» WHAT YOU WILL DO
From the first line of the material through the line containing "pub struct UpgradeOutcome", restate everything word for word and nothing more.

» DATA EXCERPTS
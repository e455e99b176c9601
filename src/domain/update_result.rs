//! Upgrade decision result types

use super::{Dependency, TransitiveAudit, VersionDelta};
use chrono::{DateTime, Utc};
use serde::Serialize;
use std::fmt;

/// Reason why a declared entry was left untouched
#[derive(Debug, Clone, Copy, PartialEq, Eq, Serialize)]
#[serde(rename_all = "snake_case")]
pub enum SkipReason {
    /// Installed range already matches the target
    AlreadyLatest,
    /// Package is on the skip list
    SkipListed,
    /// Major change excluded by minor-only policy
    MajorExcluded,
    /// Only a major upgrade exists and minor-only policy is active
    HeldBack,
    /// Registry has no such package
    NotFound,
    /// Declared range does not normalize to a version
    Unparsable,
}

impl SkipReason {
    /// Returns true if this skip is reported only in verbose mode
    pub fn is_quiet(&self) -> bool {
        matches!(
            self,
            SkipReason::AlreadyLatest | SkipReason::HeldBack | SkipReason::Unparsable
        )
    }
}

impl fmt::Display for SkipReason {
    fn fmt(&self, f: &mut fmt::Formatter<'_>) -> fmt::Result {
        match self {
            SkipReason::AlreadyLatest => write!(f, "already at latest"),
            SkipReason::SkipListed => write!(f, "skipped by --skip"),
            SkipReason::MajorExcluded => write!(f, "major excluded by --minor-only"),
            SkipReason::HeldBack => write!(f, "held back by --minor-only"),
            SkipReason::NotFound => write!(f, "not found"),
            SkipReason::Unparsable => write!(f, "unparsable range"),
        }
    }
}

/// Decision taken for one declared entry
#[derive(Debug, Clone, PartialEq, Eq, Serialize)]
#[serde(tag = "type", rename_all = "snake_case")]
pub enum Decision {
    /// Entry is rewritten to `new_range`
    Upgrade { new_range: String },
    /// Entry is left as declared
    Skip { reason: SkipReason },
}

/// Outcome for a single declared entry, in manifest order
#[derive(Debug, Clone, PartialEq, Eq, Serialize)]
pub struct UpgradeOutcome {
    pub dependency: Dependency,
    /// Target version, absent when the package was not found
    pub latest: Option<String>,
    pub delta: Option<VersionDelta>,
    #[serde(skip_serializing_if = "Option::is_none")]
    pub audit: Option<TransitiveAudit>,
    #[serde(skip_serializing_if = "Option::is_none")]
    pub published_at: Option<DateTime<Utc>>,
    pub decision: Decision,
}

impl UpgradeOutcome {
    /// Creates an upgrade outcome
    pub fn upgrade(
        dependency: Dependency,
        latest: impl Into<String>,
        delta: VersionDelta,
        new_range: impl Into<String>,
    ) -> Self {
        Self {
            dependency,
            latest: Some(latest.into()),
            delta: Some(delta),
            audit: None,
            published_at: None,
            decision: Decision::Upgrade {
                new_range: new_range.into(),
            },
        }
    }

    /// Creates a skip outcome
    pub fn skip(dependency: Dependency, latest: Option<String>, reason: SkipReason) -> Self {
        Self {
            dependency,
            latest,
            delta: None,
            audit: None,
            published_at: None,
            decision: Decision::Skip { reason },
        }
    }

    /// Creates a skip outcome for a package the registry does not know
    pub fn not_found(dependency: Dependency) -> Self {
        Self::skip(dependency, None, SkipReason::NotFound)
    }

    pub fn with_delta(mut self, delta: Option<VersionDelta>) -> Self {
        self.delta = delta;
        self
    }

    pub fn with_audit(mut self, audit: Option<TransitiveAudit>) -> Self {
        self.audit = audit;
        self
    }

    pub fn with_published_at(mut self, published_at: Option<DateTime<Utc>>) -> Self {
        self.published_at = published_at;
        self
    }

    /// Returns true if the entry is rewritten
    pub fn is_upgrade(&self) -> bool {
        matches!(self.decision, Decision::Upgrade { .. })
    }

    /// Returns the skip reason, if skipped
    pub fn skip_reason(&self) -> Option<SkipReason> {
        match self.decision {
            Decision::Skip { reason } => Some(reason),
            Decision::Upgrade { .. } => None,
        }
    }

    /// Returns the rewritten range, if upgraded
    pub fn new_range(&self) -> Option<&str> {
        match &self.decision {
            Decision::Upgrade { new_range } => Some(new_range),
            Decision::Skip { .. } => None,
        }
    }

    /// Returns true if the outcome belongs in the report
    pub fn is_visible(&self, verbose: bool) -> bool {
        match self.skip_reason() {
            Some(reason) if reason.is_quiet() => verbose,
            _ => true,
        }
    }
}

impl fmt::Display for UpgradeOutcome {
    fn fmt(&self, f: &mut fmt::Formatter<'_>) -> fmt::Result {
        match &self.decision {
            Decision::Upgrade { new_range } => write!(
                f,
                "{}: {} → {}",
                self.dependency.name, self.dependency.range, new_range
            ),
            Decision::Skip { reason } => {
                write!(f, "{}: skipped ({})", self.dependency.name, reason)
            }
        }
    }
}
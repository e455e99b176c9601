//! package.json document model
//!
//! Handles:
//! - dependencies
//! - devDependencies
//! - peerDependencies
//! - optionalDependencies
//! - bundledDependencies (object form only)
//!
//! Key order of the document is kept through `serde_json`'s `preserve_order`.

use super::formatting::ManifestFormatting;
use crate::domain::{Dependency, DependencyGroup};
use crate::error::ManifestError;
use serde::Serialize;
use serde_json::ser::PrettyFormatter;
use serde_json::{Map, Value};
use std::path::{Path, PathBuf};

/// A loaded package.json with its original formatting
#[derive(Debug, Clone)]
pub struct Manifest {
    path: PathBuf,
    document: Map<String, Value>,
    formatting: ManifestFormatting,
}

impl Manifest {
    /// Read and parse package.json at `path`
    pub fn load(path: &Path) -> Result<Self, ManifestError> {
        if !path.exists() {
            return Err(ManifestError::not_found(path));
        }
        let content = super::read_manifest(path)?;
        Self::parse(path, &content)
    }

    /// Parse package.json content; `path` is kept for saving and error messages
    pub fn parse(path: &Path, content: &str) -> Result<Self, ManifestError> {
        let value: Value = serde_json::from_str(content)
            .map_err(|e| ManifestError::json_parse_error(path, e.to_string()))?;

        let Value::Object(document) = value else {
            return Err(ManifestError::NotAnObject {
                path: path.to_path_buf(),
            });
        };

        Ok(Self {
            path: path.to_path_buf(),
            document,
            formatting: ManifestFormatting::detect(content),
        })
    }

    /// Declared dependencies of the given groups, in group order then key order
    ///
    /// Groups that are not objects and entries that are not strings are ignored.
    pub fn dependencies(&self, groups: &[DependencyGroup]) -> Vec<Dependency> {
        let mut groups = groups.to_vec();
        groups.sort();
        groups.dedup();

        let mut dependencies = Vec::new();
        for group in groups {
            let Some(entries) = self.document.get(group.key()).and_then(Value::as_object) else {
                continue;
            };
            for (name, range) in entries {
                if let Some(range) = range.as_str() {
                    dependencies.push(Dependency::new(name.clone(), range, group));
                }
            }
        }
        dependencies
    }

    /// Current range of one entry
    pub fn range(&self, group: DependencyGroup, name: &str) -> Option<&str> {
        self.document
            .get(group.key())
            .and_then(Value::as_object)
            .and_then(|entries| entries.get(name))
            .and_then(Value::as_str)
    }

    /// Replace the range of an existing entry in place
    ///
    /// Returns false when the entry does not exist; key position is unchanged.
    pub fn set_range(&mut self, group: DependencyGroup, name: &str, range: &str) -> bool {
        let Some(entries) = self
            .document
            .get_mut(group.key())
            .and_then(Value::as_object_mut)
        else {
            return false;
        };
        match entries.get_mut(name) {
            Some(value) if value.is_string() => {
                *value = Value::String(range.to_string());
                true
            }
            _ => false,
        }
    }

    /// Serialize the document with the captured formatting
    pub fn render(&self) -> Result<String, ManifestError> {
        let mut out = Vec::new();
        let result = match self.formatting.indent.unit() {
            Some(unit) => {
                let formatter = PrettyFormatter::with_indent(&unit);
                let mut serializer = serde_json::Serializer::with_formatter(&mut out, formatter);
                self.document.serialize(&mut serializer)
            }
            None => {
                let mut serializer = serde_json::Serializer::new(&mut out);
                self.document.serialize(&mut serializer)
            }
        };
        result.map_err(|e| ManifestError::SerializeError {
            path: self.path.clone(),
            message: e.to_string(),
        })?;

        let mut rendered = String::from_utf8(out).map_err(|e| ManifestError::SerializeError {
            path: self.path.clone(),
            message: e.to_string(),
        })?;
        if self.formatting.trailing_newline {
            rendered.push('\n');
        }
        Ok(rendered)
    }

    /// Persist the document atomically at its original path
    pub fn save(&self) -> Result<(), ManifestError> {
        let content = self.render()?;
        super::write_manifest(&self.path, &content)
    }
}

» TASK SOLUTION
repository e455e99b176c9601
filename src/domain/update_result.rs
//! Upgrade decision result types

use super::{Dependency, TransitiveAudit, VersionDelta};
use chrono::{DateTime, Utc};
use serde::Serialize;
use std::fmt;

/// Reason why a declared entry was left untouched
#[derive(Debug, Clone, Copy, PartialEq, Eq, Serialize)]
#[serde(rename_all = "snake_case")]
pub enum SkipReason {
    /// Installed range already matches the target
    AlreadyLatest,
    /// Package is on the skip list
    SkipListed,
    /// Major change excluded by minor-only policy
    MajorExcluded,
    /// Only a major upgrade exists and minor-only policy is active
    HeldBack,
    /// Registry has no such package
    NotFound,
    /// Declared range does not normalize to a version
    Unparsable,
}

impl SkipReason {
    /// Returns true if this skip is reported only in verbose mode
    pub fn is_quiet(&self) -> bool {
        matches!(
            self,
            SkipReason::AlreadyLatest | SkipReason::HeldBack | SkipReason::Unparsable
        )
    }
}

impl fmt::Display for SkipReason {
    fn fmt(&self, f: &mut fmt::Formatter<'_>) -> fmt::Result {
        match self {
            SkipReason::AlreadyLatest => write!(f, "already at latest"),
            SkipReason::SkipListed => write!(f, "skipped by --skip"),
            SkipReason::MajorExcluded => write!(f, "major excluded by --minor-only"),
            SkipReason::HeldBack => write!(f, "held back by --minor-only"),
            SkipReason::NotFound => write!(f, "not found"),
            SkipReason::Unparsable => write!(f, "unparsable range"),
        }
    }
}

/// Decision taken for one declared entry
#[derive(Debug, Clone, PartialEq, Eq, Serialize)]
#[serde(tag = "type", rename_all = "snake_case")]
pub enum Decision {
    /// Entry is rewritten to `new_range`
    Upgrade { new_range: String },
    /// Entry is left as declared
    Skip { reason: SkipReason },
}

/// Outcome for a single declared entry, in manifest order
#[derive(Debug, Clone, PartialEq, Eq, Serialize)]
pub struct UpgradeOutcome {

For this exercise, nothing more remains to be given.